There have already been a number of blockchain implementations within health insurance, with MetLife’s Vitana solution being one of them. It aims to assist patients with Gestational Diabetes Mellitus (GDM), a form of diabetes that develops in pregnancy, via a mobile app and blockchain back-end, which serves as a single source of truth for all parties.
This category of insurance involves the insurer agreeing to pay a lump sum in the event of someone’s death to whoever the policyholder chooses.
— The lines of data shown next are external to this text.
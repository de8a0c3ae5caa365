//! Exclusive activity slot for one session.
//!
//! A download, a save and a discard all touch the same record and staging
//! area, so only one of them may run at a time. Each claims the slot through
//! [`DownloadControl::acquire`] and holds the returned guard for as long as it
//! runs; dropping the guard (also when the future owning it is dropped)
//! cancels its token and frees the slot. `abort` from anywhere (a Ctrl-C
//! handler, a UI button) cancels a running download.

use std::fmt;
use std::sync::{Mutex, PoisonError};

use tokio_util::sync::CancellationToken;

#[derive(Debug, Clone, Copy, PartialEq, Eq)]
pub enum Activity {
    Download,
    Save,
    Discard,
}

impl fmt::Display for Activity {
    fn fmt(&self, f: &mut fmt::Formatter<'_>) -> fmt::Result {
        f.write_str(match self {
            Activity::Download => "download",
            Activity::Save => "save",
            Activity::Discard => "discard",
        })
    }
}

#[derive(Debug)]
struct Slot {
    activity: Activity,
    token: CancellationToken,
}

/// Holds what the session is doing right now, if anything.
#[derive(Debug, Default)]
pub struct DownloadControl {
    active: Mutex<Option<Slot>>,
}

/// Proof of holding the slot. Frees it on drop.
#[derive(Debug)]
pub struct ActiveGuard<'a> {
    control: &'a DownloadControl,
    token: CancellationToken,
}

impl ActiveGuard<'_> {
    pub fn token(&self) -> &CancellationToken {
        &self.token
    }
}

impl Drop for ActiveGuard<'_> {
    fn drop(&mut self) {
        // Anything still running under this token (spawned workers) must stop.
        self.token.cancel();
        self.control
            .active
            .lock()
            .unwrap_or_else(PoisonError::into_inner)
            .take();
    }
}

impl DownloadControl {
    pub fn new() -> Self {
        Self::default()
    }

    /// Claim the slot for `activity`, or return the activity holding it.
    pub fn acquire(&self, activity: Activity) -> Result<ActiveGuard<'_>, Activity> {
        let mut active = self.active.lock().unwrap_or_else(PoisonError::into_inner);
        if let Some(slot) = &*active {
            return Err(slot.activity);
        }
        let token = CancellationToken::new();
        *active = Some(Slot {
            activity,
            token: token.clone(),
        });
        Ok(ActiveGuard {
            control: self,
            token,
        })
    }

    /// Cancel the running download. Idempotent; a no-op when no download
    /// holds the slot. Returns whether one did.
    pub fn request_abort(&self) -> bool {
        match &*self.active.lock().unwrap_or_else(PoisonError::into_inner) {
            Some(Slot {
                activity: Activity::Download,
                token,
            }) => {
                if !token.is_cancelled() {
                    tracing::info!("abort requested");
                }
                token.cancel();
                true
            }
            _ => false,
        }
    }

    pub fn current(&self) -> Option<Activity> {
        self.active
            .lock()
            .unwrap_or_else(PoisonError::into_inner)
            .as_ref()
            .map(|slot| slot.activity)
    }
}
This is obviously a traumatic process for the bereaved person’s friends or family but they must make the claim as quickly as possible, so the insurer can confirm the circumstances, access the government-issued death certificate and validate the claim.
When you consider the number of parties that might be involved at the moment when an individual dies, from hospitals to care homes and workplaces or commercial businesses, confirming the details of a death can be complex.
Blockchain technology and smart contracts in particular can help to streamline this process, coordinating the claim registration process and providing all parties with a single source of truth about the events that occurred.
Claims have always been a pain point within travel insurance, with consumers feeling frustrated by the requirements for evidence to back up their case and the time they can wait to hear a response. On the insurer's side, investigating and proving the validity of a claim is often not easy, as they need to coordinate evidence gathering with different parties.
Blockchain can help to streamline all of these processes by providing an immutable ledger where information can be accessed and trusted by all parties. When data related to a specific claim can be accessed via APIs, smart contracts can be used to speed up or completely automate payouts.
One of the best known blockchain-enabled travel insurance solutions to have been developed in recent years was Fizzy, which was backed by Axa. It was an automated and secure platform for parametric insurance against delayed flights, which used a smart contract to receive up-to-date flight information and payout automatically if a flight was delayed by more than two hours.
Reinsurance is insurance for insurers. It becomes important when an insurer starts to write a lot of policies and increases their exposure to potential payouts. If an unforeseen event hits and the insurer needs to payout more than it expected in a short period of time, reinsuring the insurance premiums they have written can be an important protection.
Data sharing among insurers and reinsurance companies is complex, time consuming and involves inefficient manual work. The root causes of friction within this process are risk underwriting, policy and premium management, claims handling and financial settlement.
Blockchain can be used to streamline the flow of information within the reinsurance market, providing an immutable ledger that serves as a single source of truth for all parties, which can be used by smart contracts to reconcile contracts between insurers.
Insuring Digital Assets
Insurance for Bitcoin, Ethereum and other assets that exist on blockchain networks might include straightforward agreements around how assets are custodied and whether policyholders are paid out if custody breaks down.
Alternatively, they could also be crypto-native solutions that use blockchain technology to pool capital, agree policy contracts and implement claims processes to operate ‘on chain’. This can involve insuring digital assets themselves or the technologies and processes that are inherent to blockchain networks and applications.
There are now a growing number of these ‘crypto-native’ insurance solutions in place. One of the best-known is Nexus Mutual, which describes itself as a decentralized alternative to insurance. It enables users to buy insurance to cover against risks and bugs in smart contracts, which have caused token holders to lose millions of dollars of value in the past.